Across the bridge Napoleon
Penetrates the Belgic lanes,
On every side a veteran
Strongest of his long campaigns,
Ahead the place of Laekan
& with him what remains
Of this best army, whom with phrenzied heart
Surge forwards, urging murdering to start.
Ney gallops thro the old Empire
As sunlit skies open,
“My orders sire?” “With fight & fire
& forty thousand men
Seize Quatra Bras, from there we’ll bar conjunction… WELL! GO THEN!”
Charleroi
June 15th 1815
14:30
A Very English Affair
at that very first hour
the destiny of us all
began to be fulfilled
Jorge Barbosa
The Duke of Richmond look’d down on his ball,
A fete of English suave & gaiety,
Ladies holding darling captains in thrall
Amidst a swirling, twirling company;
Fast thro’ the door
Burst the Prussian Muffling,
To struggle cross the floor huffing & a-puffing.
Wellington took him to one side
& frown’d as the Prussian spoke,
Then an aristocratic glide
Swept them thro’ the dancing folk,
Deepest anxieties did hide
Neath noble, smiling cloak…
“Richmond, do you have a map anywhere?”
“Yes I do…” They stole up the ballroom stair.
“By Gad!
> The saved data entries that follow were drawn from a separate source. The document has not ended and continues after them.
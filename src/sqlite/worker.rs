//! Single-writer serializer: one OS thread per database file owns the native connection
//! and drains a command queue.

mod channel;
mod dispatcher;
mod manager;

pub use manager::{SerializerStats, SqliteSerializer};
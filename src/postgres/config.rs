use std::future::Future;
use std::str::FromStr;

use bb8::{ManageConnection, Pool};
use tokio_postgres::{Client, NoTls};
use tracing::{debug, warn};

use crate::error::SqlUnifyError;

/// Options for a pooled `PostgreSQL` engine.
#[derive(Debug, Clone)]
pub struct PostgresOptions {
    pub config: tokio_postgres::Config,
    pub max_connections: u32,
}

impl PostgresOptions {
    #[must_use]
    pub fn new(config: tokio_postgres::Config) -> Self {
        Self {
            config,
            max_connections: 10,
        }
    }

    /// Parse a `postgres://` URL or a key/value connection string.
    ///
    /// # Errors
    /// Returns `SqlUnifyError::ConfigError` when the string does not parse.
    pub fn from_url(url: &str) -> Result<Self, SqlUnifyError> {
        tokio_postgres::Config::from_str(url)
            .map(Self::new)
            .map_err(|e| SqlUnifyError::ConfigError(format!("invalid postgres url: {e}")))
    }

    #[must_use]
    pub fn max_connections(mut self, max: u32) -> Self {
        self.max_connections = max;
        self
    }

    /// Same server and credentials, another database.
    #[must_use]
    pub fn with_database(&self, database: &str) -> Self {
        let mut options = self.clone();
        options.config.dbname(database);
        options
    }

    fn validate(&self) -> Result<(), SqlUnifyError> {
        if self.config.get_dbname().is_none() {
            return Err(SqlUnifyError::ConfigError("dbname is required".to_string()));
        }
        if self.config.get_hosts().is_empty() {
            return Err(SqlUnifyError::ConfigError("host is required".to_string()));
        }
        if self.config.get_user().is_none() {
            return Err(SqlUnifyError::ConfigError("user is required".to_string()));
        }
        if self.max_connections == 0 {
            return Err(SqlUnifyError::ConfigError(
                "max_connections must be at least 1".to_string(),
            ));
        }
        Ok(())
    }

    /// Validate and build the connection pool. Connections are opened lazily.
    ///
    /// # Errors
    /// `ConfigError` for missing fields; `ConnectionError` if the pool cannot be built.
    pub async fn build_pool(&self) -> Result<Pool<PgManager>, SqlUnifyError> {
        self.validate()?;
        Pool::builder()
            .max_size(self.max_connections)
            .build(PgManager::new(self.config.clone()))
            .await
            .map_err(|e| SqlUnifyError::ConnectionError(format!("postgres pool error: {e}")))
    }
}

/// bb8 manager for Postgres clients.
pub struct PgManager {
    pub(crate) config: tokio_postgres::Config,
}

impl PgManager {
    #[must_use]
    pub fn new(config: tokio_postgres::Config) -> Self {
        Self { config }
    }
}

impl ManageConnection for PgManager {
    type Connection = Client;
    type Error = tokio_postgres::Error;

    #[allow(clippy::manual_async_fn)]
    fn connect(&self) -> impl Future<Output = Result<Self::Connection, Self::Error>> + Send {
        let cfg = self.config.clone();
        async move {
            debug!(
                hosts = ?cfg.get_hosts(),
                db = ?cfg.get_dbname(),
                "postgres connect start"
            );
            let (client, connection) = cfg.connect(NoTls).await?;
            tokio::spawn(async move {
                if let Err(e) = connection.await {
                    warn!(error = %e, "postgres connection task ended");
                }
            });
            Ok(client)
        }
    }

    #[allow(clippy::manual_async_fn)]
    fn is_valid(
        &self,
        conn: &mut Self::Connection,
    ) -> impl Future<Output = Result<(), Self::Error>> + Send {
        async move { conn.simple_query("SELECT 1").await.map(|_| ()) }
    }

    fn has_broken(&self, conn: &mut Self::Connection) -> bool {
        conn.is_closed()
    }
}
use async_trait::async_trait;
use bb8::{Pool, PooledConnection};
use tracing::debug;

use crate::error::SqlUnifyError;
use crate::orchestrator::TransactionalBackend;
use crate::statement::{Statement, StatementMetadata, StatementResult};
use crate::translation::{PlaceholderStyle, translate_placeholders};
use crate::types::EngineKind;

use super::config::PgManager;
use super::params::Params;
use super::query::build_result_set;

const TOLERANT_SAVEPOINT: &str = "sql_unify_tolerant";

/// Orchestrator backend over a bb8 pool of tokio-postgres clients.
#[derive(Clone)]
pub struct PostgresBackend {
    pool: Pool<PgManager>,
}

impl PostgresBackend {
    #[must_use]
    pub fn new(pool: Pool<PgManager>) -> Self {
        Self { pool }
    }

    #[must_use]
    pub fn pool(&self) -> &Pool<PgManager> {
        &self.pool
    }
}

/// Prepare and run one statement; the prepared columns decide rows vs. mutation.
///
/// # Errors
/// Returns `SqlUnifyError::PostgresError` on prepare or execution failure.
pub async fn execute_on_client(
    client: &tokio_postgres::Client,
    statement: &Statement,
) -> Result<StatementResult, SqlUnifyError> {
    let sql = translate_placeholders(
        &statement.sql,
        PlaceholderStyle::for_engine(EngineKind::Postgres),
    );
    let prepared = client.prepare(&sql).await?;
    let params = Params::convert(&statement.params);

    if prepared.columns().is_empty() {
        let affected = client.execute(&prepared, params.as_refs()).await?;
        return Ok(StatementResult::mutation(
            StatementMetadata::mutation(affected, None),
            statement.clone(),
        ));
    }

    let rows = client.query(&prepared, params.as_refs()).await?;
    let result_set = build_result_set(&prepared, &rows)?;
    Ok(StatementResult::from_rows(result_set, statement.clone()))
}

#[async_trait]
impl TransactionalBackend for PostgresBackend {
    type Conn = PooledConnection<'static, PgManager>;

    async fn acquire_connection(&self) -> Result<Self::Conn, SqlUnifyError> {
        self.pool.get_owned().await.map_err(|e| {
            SqlUnifyError::ConnectionError(format!("postgres checkout error: {e}"))
        })
    }

    async fn begin_transaction(&self, conn: &mut Self::Conn) -> Result<(), SqlUnifyError> {
        conn.simple_query("BEGIN").await?;
        Ok(())
    }

    async fn commit_transaction(&self, conn: &mut Self::Conn) -> Result<(), SqlUnifyError> {
        conn.simple_query("COMMIT").await?;
        Ok(())
    }

    async fn rollback_transaction(&self, conn: &mut Self::Conn) -> Result<(), SqlUnifyError> {
        conn.simple_query("ROLLBACK").await?;
        Ok(())
    }

    /// A failing statement aborts a Postgres transaction, so tolerant statements inside one
    /// run under a savepoint that is rolled back on failure.
    async fn execute_statement(
        &self,
        conn: &mut Self::Conn,
        statement: &Statement,
        in_transaction: bool,
    ) -> Result<StatementResult, SqlUnifyError> {
        debug!(sql = %statement.sql, params = statement.params.len(), "postgres execute");
        if !(in_transaction && statement.tolerate_failure) {
            return execute_on_client(conn, statement).await;
        }

        conn.simple_query(&format!("SAVEPOINT {TOLERANT_SAVEPOINT}"))
            .await?;
        match execute_on_client(conn, statement).await {
            Ok(result) => {
                conn.simple_query(&format!("RELEASE SAVEPOINT {TOLERANT_SAVEPOINT}"))
                    .await?;
                Ok(result)
            }
            Err(err) => {
                conn.simple_query(&format!("ROLLBACK TO SAVEPOINT {TOLERANT_SAVEPOINT}"))
                    .await?;
                Err(err)
            }
        }
    }
}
That man has humbugg’d me!
What nerve to choose Charleroi –
Thus the army must speedily
Converge on Quatra Bras…
& if not there then Mont Saint-Jean must dowse his martial star.”
Brussels
June 15th 1815
22:00
Constant Rebeque
For after towns & kingdoms founded were,
Between great states arose well-ordered war,
Wherein most perfect measure doth appear;
Sir John Davies
Rebeque receiv’d his orders from the Duke
To concetrate all forces at Nivelles,
But feels this flaw’d, & open to rebuke,
Transfers his lads to Quatra Bras pell-mell;
Out of the wood
Advance first French patrols,
Shots fire – men drop – spills blood – O murd’rous musketballs!
They’d stood alone all thro’ the night,
Well into morning also,
Five times their strength beset to fight,
Pericolosa corso,
But Ney has lost his appetite
For brave deeds & more so,
Since Borodino’s meat futility
Less reckless, ever hesitatingly.
An artery remains in place
Between the Allied hosts,
A final race, the vital chase
As laces pass the post,
Those possible apologies Rebeque transforms to boasts.
Quatra Bras
June 15th 1815
23:00
A Tense Affair
I see you boys of summer in your ruin.
Man in his maggot’s barren.
And boys are full & foreign in the pouch
Dylan Thomas
Wellington rode along the paved chausee,
Cramm’d with each companies hot-marching crunch,
By wagons jostling with artillery,
Head smarting from the party & its punch;
At Quatra Bras,
With one wide, sweeping glance,
He wills his men to bar the swarming hordes of France.
On he rode to meet old Blucher
Below the Mill of Bussy,
There, survey’d the panorama
About the spire of Ligny,
As horizon fill’d with soldier,
The ancyent enemy
Manouvering guns into position,
“Your Highness, I sense thy disposition
Will receive a damned good licking,
Your forces too exposed…”
Time tick-ticking, horses kicking,
The conversation closed,
He left the scene to solve whatever problems Ney had posed.
Brye
June 16th 1815
13:00
First Blows
This was not home, & you were far away,
& I woke sick, & held by another passion,
In the icy grip of a dead, tormenting flame
Henry Reed
With the ‘Pas de Charge’ a year of peace dies,
Four hundred cannon sound the roar of Mars,
Grey clouds of smoke darken the summer skies,
Once more to battle, once more to the Wars;
“Vive l’Empereur!”
The fanatical scream
Along the meandering, marshy Ligny stream.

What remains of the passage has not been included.